**DATA SHOWN**:
--- START ---

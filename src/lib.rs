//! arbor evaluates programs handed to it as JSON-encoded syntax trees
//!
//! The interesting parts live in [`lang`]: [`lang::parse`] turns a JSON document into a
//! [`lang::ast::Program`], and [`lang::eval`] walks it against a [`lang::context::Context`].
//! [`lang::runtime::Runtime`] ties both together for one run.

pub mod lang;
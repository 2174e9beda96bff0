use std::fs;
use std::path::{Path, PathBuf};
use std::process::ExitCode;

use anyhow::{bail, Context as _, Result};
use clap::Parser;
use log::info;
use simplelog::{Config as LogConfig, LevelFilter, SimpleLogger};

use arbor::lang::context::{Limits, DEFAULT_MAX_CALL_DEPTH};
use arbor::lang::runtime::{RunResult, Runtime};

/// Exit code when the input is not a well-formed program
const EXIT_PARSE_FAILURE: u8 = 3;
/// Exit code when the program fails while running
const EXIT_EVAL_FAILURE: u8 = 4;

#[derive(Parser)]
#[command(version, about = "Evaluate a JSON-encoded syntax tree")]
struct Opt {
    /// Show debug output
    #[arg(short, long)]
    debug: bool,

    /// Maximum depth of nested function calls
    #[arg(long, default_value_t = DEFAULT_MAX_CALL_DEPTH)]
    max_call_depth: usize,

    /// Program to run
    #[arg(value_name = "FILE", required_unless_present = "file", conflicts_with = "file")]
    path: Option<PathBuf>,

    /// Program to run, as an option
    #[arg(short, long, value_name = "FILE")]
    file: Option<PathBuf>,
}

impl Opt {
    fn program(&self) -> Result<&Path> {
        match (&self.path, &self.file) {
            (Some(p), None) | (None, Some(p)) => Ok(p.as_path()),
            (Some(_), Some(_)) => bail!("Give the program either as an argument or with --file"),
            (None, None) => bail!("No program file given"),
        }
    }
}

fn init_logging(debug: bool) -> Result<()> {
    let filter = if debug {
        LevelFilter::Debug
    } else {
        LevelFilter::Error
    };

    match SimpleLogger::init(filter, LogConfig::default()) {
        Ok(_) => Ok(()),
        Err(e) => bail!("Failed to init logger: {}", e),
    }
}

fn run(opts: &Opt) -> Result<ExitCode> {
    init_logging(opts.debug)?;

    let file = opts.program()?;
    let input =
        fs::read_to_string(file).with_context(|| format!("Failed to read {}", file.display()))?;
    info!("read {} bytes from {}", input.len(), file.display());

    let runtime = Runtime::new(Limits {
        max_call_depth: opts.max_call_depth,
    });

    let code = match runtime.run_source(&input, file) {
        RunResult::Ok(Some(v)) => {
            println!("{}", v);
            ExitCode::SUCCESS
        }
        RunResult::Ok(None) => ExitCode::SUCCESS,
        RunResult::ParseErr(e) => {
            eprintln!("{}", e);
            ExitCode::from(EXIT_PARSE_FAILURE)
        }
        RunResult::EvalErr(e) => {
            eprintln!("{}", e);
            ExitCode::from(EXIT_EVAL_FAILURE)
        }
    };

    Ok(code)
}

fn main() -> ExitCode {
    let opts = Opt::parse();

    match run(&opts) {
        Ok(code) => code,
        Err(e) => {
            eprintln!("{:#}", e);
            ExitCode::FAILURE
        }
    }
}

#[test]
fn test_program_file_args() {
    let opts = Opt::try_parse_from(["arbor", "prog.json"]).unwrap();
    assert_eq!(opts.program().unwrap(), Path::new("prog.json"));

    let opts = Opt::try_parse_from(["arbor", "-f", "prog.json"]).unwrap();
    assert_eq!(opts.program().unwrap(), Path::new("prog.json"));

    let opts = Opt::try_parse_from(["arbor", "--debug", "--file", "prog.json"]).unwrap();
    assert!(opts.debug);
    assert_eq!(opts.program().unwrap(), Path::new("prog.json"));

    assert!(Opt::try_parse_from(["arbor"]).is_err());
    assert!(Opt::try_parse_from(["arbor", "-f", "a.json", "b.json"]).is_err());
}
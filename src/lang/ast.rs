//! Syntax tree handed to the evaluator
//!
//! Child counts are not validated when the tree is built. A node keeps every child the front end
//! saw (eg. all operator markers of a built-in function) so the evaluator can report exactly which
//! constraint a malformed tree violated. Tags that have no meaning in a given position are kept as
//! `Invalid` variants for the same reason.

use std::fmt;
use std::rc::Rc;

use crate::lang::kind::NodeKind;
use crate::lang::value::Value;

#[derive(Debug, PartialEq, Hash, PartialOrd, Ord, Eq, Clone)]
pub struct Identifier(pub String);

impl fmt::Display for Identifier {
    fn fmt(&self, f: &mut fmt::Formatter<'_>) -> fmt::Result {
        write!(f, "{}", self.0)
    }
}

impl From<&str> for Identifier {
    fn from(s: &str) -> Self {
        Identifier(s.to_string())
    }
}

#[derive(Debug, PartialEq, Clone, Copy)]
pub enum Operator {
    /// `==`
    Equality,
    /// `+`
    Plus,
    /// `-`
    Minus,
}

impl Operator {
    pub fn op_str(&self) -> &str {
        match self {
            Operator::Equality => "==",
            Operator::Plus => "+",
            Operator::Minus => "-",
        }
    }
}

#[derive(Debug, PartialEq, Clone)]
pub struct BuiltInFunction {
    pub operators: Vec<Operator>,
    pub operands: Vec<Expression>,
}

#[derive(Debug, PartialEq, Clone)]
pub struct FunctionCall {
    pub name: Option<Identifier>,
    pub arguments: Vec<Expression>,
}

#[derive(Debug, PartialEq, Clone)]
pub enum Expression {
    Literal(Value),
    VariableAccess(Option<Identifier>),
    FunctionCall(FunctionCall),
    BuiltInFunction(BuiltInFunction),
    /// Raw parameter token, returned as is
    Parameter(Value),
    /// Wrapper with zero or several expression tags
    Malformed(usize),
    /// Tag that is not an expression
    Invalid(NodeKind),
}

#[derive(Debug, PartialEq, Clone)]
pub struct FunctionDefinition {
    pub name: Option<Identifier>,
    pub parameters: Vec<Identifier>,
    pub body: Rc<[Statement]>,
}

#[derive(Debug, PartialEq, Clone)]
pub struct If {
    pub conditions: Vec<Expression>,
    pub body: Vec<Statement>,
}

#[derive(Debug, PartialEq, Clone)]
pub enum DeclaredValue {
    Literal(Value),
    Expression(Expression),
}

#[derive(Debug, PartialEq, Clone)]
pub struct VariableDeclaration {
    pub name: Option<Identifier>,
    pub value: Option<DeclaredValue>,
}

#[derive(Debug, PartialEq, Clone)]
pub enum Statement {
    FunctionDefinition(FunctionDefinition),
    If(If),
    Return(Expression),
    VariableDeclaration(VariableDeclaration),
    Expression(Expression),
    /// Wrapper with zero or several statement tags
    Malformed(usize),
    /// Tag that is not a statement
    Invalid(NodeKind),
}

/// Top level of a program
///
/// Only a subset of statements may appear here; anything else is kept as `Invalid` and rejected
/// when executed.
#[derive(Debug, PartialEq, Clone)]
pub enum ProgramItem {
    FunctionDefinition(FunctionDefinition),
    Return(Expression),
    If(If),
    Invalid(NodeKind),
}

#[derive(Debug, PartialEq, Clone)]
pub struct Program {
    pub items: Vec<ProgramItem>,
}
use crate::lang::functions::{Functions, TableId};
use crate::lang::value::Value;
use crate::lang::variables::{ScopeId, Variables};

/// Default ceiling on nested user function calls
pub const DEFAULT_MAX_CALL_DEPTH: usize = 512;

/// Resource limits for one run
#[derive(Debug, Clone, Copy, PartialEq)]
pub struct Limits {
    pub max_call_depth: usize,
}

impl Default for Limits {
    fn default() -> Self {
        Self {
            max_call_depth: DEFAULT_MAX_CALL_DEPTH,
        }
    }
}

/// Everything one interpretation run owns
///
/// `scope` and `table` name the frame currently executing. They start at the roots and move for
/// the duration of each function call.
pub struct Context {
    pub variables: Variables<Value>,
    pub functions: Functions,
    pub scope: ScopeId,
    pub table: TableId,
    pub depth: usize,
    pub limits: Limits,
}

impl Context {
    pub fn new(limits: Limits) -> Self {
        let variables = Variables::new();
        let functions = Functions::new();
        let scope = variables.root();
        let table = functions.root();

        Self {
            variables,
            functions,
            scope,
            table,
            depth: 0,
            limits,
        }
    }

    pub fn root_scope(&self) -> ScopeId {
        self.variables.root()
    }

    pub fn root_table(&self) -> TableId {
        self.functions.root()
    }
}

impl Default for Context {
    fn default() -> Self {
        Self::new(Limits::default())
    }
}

--- END ---

Copying word for word, give each line of the data above from the first one through the line containing "walks it against", and nothing else.

**RESULT OF THE TASK**:
filename src/lib.rs
//! arbor evaluates programs handed to it as JSON-encoded syntax trees
//!
//! The interesting parts live in [`lang`]: [`lang::parse`] turns a JSON document into a
//! [`lang::ast::Program`], and [`lang::eval`] walks it against a [`lang::context::Context`].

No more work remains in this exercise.